Assignment:
Each line of the material holding the word "struct" must be identified and copied.

Provided records:
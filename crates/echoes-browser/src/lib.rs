//! Browser-host integration layer.
//!
//! Event bridges between the embedded rendering surface and the OS:
//! navigation routing ([`policy`]), the scroll-driven toolbar
//! ([`BrowserHost::on_scroll`]), the one-shot file-selection handoff
//! ([`bridge`]) and back-action delegation ([`back`]). Everything runs on
//! the embedder's event-dispatch thread; nothing here locks.

pub mod back;
pub mod bridge;
pub mod host;
pub mod ipc;
pub mod nav;
pub mod policy;
pub mod scroll;

#[cfg(test)]
pub(crate) mod test_utils;

// -----------------------------------------------------------------------
// Public re-exports
// -----------------------------------------------------------------------

pub use back::{BackNavigationDelegate, BackOutcome};
pub use bridge::{FileCallback, FileSelectionBridge};
pub use host::BrowserHost;
pub use ipc::{PAGE_BRIDGE_JS, PageMessage};
pub use nav::{BackStep, SessionHistory};
pub use policy::{NavigationDecision, decide, route};
pub use scroll::ScrollTracker;
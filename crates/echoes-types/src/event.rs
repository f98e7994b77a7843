//! Event data flowing between the rendering surface, the OS and the host.
//!
//! Every embedder maps its native callbacks to these types. The host core
//! never sees raw webview or OS objects.

use serde::{Deserialize, Serialize};

/// An outbound navigation attempt from the rendering surface.
#[derive(Debug, Clone, PartialEq, Eq)]
pub struct NavigationRequest {
    pub url: String,
    /// Whether the navigation targets the top-level frame.
    pub is_main_frame: bool,
}

impl NavigationRequest {
    pub fn new(url: impl Into<String>, is_main_frame: bool) -> Self {
        Self {
            url: url.into(),
            is_main_frame,
        }
    }

    /// A top-level navigation.
    pub fn main_frame(url: impl Into<String>) -> Self {
        Self::new(url, true)
    }
}

/// A pair of vertical scroll offsets, consumed once.
#[derive(Debug, Clone, Copy, PartialEq, Eq)]
pub struct ScrollSample {
    pub previous: i32,
    pub current: i32,
}

impl ScrollSample {
    pub fn new(previous: i32, current: i32) -> Self {
        Self { previous, current }
    }

    /// Positive when scrolling down the page.
    pub fn delta(&self) -> i32 {
        self.current.saturating_sub(self.previous)
    }
}

/// What the OS file picker is asked for.
#[derive(Debug, Clone, PartialEq, Eq, Serialize, Deserialize)]
pub struct PickerRequest {
    /// Only content that can be opened as a stream.
    pub openable: bool,
    /// MIME filter, e.g. `image/*`.
    pub mime_filter: String,
    pub allow_multiple: bool,
    /// Chooser title shown by the OS.
    pub title: String,
}

impl Default for PickerRequest {
    fn default() -> Self {
        Self {
            openable: true,
            mime_filter: "image/*".to_string(),
            allow_multiple: true,
            title: "Select images".to_string(),
        }
    }
}

/// Completion status reported by the OS picker.
#[derive(Debug, Clone, Copy, PartialEq, Eq)]
pub enum ResultCode {
    /// The user confirmed a selection.
    Ok,
    /// The user backed out, or the picker closed without a result.
    Cancelled,
}

/// Payload returned by the OS picker.
///
/// The OS reports a multi-item selection as a batch of clip items and a
/// single selection as one data URI. Both may be present.
#[derive(Debug, Clone, Default, PartialEq, Eq)]
pub struct PickerData {
    pub clip_items: Option<Vec<String>>,
    pub data_uri: Option<String>,
}

/// The picker's answer, delivered once per launch.
#[derive(Debug, Clone, PartialEq, Eq)]
pub struct PickerResult {
    pub code: ResultCode,
    pub data: Option<PickerData>,
}

impl PickerResult {
    /// The user cancelled.
    pub fn cancelled() -> Self {
        Self {
            code: ResultCode::Cancelled,
            data: None,
        }
    }

    /// A single selected resource.
    pub fn single(uri: impl Into<String>) -> Self {
        Self {
            code: ResultCode::Ok,
            data: Some(PickerData {
                clip_items: None,
                data_uri: Some(uri.into()),
            }),
        }
    }

    /// A batch selection, in OS-reported order.
    pub fn multiple(uris: Vec<String>) -> Self {
        Self {
            code: ResultCode::Ok,
            data: Some(PickerData {
                clip_items: Some(uris),
                data_uri: None,
            }),
        }
    }
}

Answer space:
pub struct NavigationRequest {
pub struct ScrollSample {
pub struct PickerRequest {
pub struct PickerData {
pub struct PickerResult {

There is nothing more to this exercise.